[Dataset entries]
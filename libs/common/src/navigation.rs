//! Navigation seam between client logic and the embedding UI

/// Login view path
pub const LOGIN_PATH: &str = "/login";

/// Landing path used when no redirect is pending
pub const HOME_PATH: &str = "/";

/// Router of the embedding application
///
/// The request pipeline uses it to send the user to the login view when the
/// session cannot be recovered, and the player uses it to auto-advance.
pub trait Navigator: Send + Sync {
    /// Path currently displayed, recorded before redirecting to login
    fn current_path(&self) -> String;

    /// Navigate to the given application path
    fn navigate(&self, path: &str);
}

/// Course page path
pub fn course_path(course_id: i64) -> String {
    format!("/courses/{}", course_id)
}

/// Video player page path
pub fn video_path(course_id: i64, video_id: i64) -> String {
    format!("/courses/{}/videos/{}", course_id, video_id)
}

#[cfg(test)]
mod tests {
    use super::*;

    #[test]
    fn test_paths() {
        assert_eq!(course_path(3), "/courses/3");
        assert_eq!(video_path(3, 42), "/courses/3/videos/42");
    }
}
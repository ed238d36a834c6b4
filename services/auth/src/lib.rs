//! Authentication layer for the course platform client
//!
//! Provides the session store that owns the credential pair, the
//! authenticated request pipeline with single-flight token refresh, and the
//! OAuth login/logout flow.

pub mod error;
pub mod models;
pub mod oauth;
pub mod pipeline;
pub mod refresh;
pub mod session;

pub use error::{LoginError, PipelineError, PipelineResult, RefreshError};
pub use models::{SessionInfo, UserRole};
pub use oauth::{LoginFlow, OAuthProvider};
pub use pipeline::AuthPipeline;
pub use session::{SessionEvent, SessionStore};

---

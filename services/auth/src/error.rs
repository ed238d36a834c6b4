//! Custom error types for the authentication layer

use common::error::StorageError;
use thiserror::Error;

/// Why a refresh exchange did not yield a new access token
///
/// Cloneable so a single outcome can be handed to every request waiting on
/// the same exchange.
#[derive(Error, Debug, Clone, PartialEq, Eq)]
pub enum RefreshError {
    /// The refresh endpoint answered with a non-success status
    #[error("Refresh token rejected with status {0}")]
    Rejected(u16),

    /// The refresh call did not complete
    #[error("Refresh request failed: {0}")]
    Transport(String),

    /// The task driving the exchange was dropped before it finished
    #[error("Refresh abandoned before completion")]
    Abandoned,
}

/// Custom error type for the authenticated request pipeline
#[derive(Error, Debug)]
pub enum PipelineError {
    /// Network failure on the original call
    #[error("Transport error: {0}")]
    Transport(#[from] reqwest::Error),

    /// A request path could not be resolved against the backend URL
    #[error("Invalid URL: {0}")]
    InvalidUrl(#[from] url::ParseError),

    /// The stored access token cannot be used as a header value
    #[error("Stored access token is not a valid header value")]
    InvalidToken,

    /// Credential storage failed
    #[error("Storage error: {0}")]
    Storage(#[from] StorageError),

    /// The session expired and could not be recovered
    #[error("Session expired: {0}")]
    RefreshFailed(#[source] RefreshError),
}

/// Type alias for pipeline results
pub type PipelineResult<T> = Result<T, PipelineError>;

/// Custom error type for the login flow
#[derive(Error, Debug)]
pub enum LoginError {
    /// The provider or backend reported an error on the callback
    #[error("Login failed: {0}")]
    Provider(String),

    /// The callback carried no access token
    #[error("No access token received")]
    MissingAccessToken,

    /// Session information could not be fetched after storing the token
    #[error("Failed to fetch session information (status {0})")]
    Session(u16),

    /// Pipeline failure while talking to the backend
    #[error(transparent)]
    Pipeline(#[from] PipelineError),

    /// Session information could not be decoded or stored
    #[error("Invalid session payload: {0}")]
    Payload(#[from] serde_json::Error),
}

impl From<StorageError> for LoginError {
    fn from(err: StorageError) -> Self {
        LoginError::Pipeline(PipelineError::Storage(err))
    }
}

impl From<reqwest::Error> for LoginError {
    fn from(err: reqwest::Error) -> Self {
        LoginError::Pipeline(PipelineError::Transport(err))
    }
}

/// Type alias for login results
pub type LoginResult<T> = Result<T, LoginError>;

#### Task directions
Go through the data and show each line that holds "header".

#### Exercise response
    /// The stored access token cannot be used as a header value
    #[error("Stored access token is not a valid header value")]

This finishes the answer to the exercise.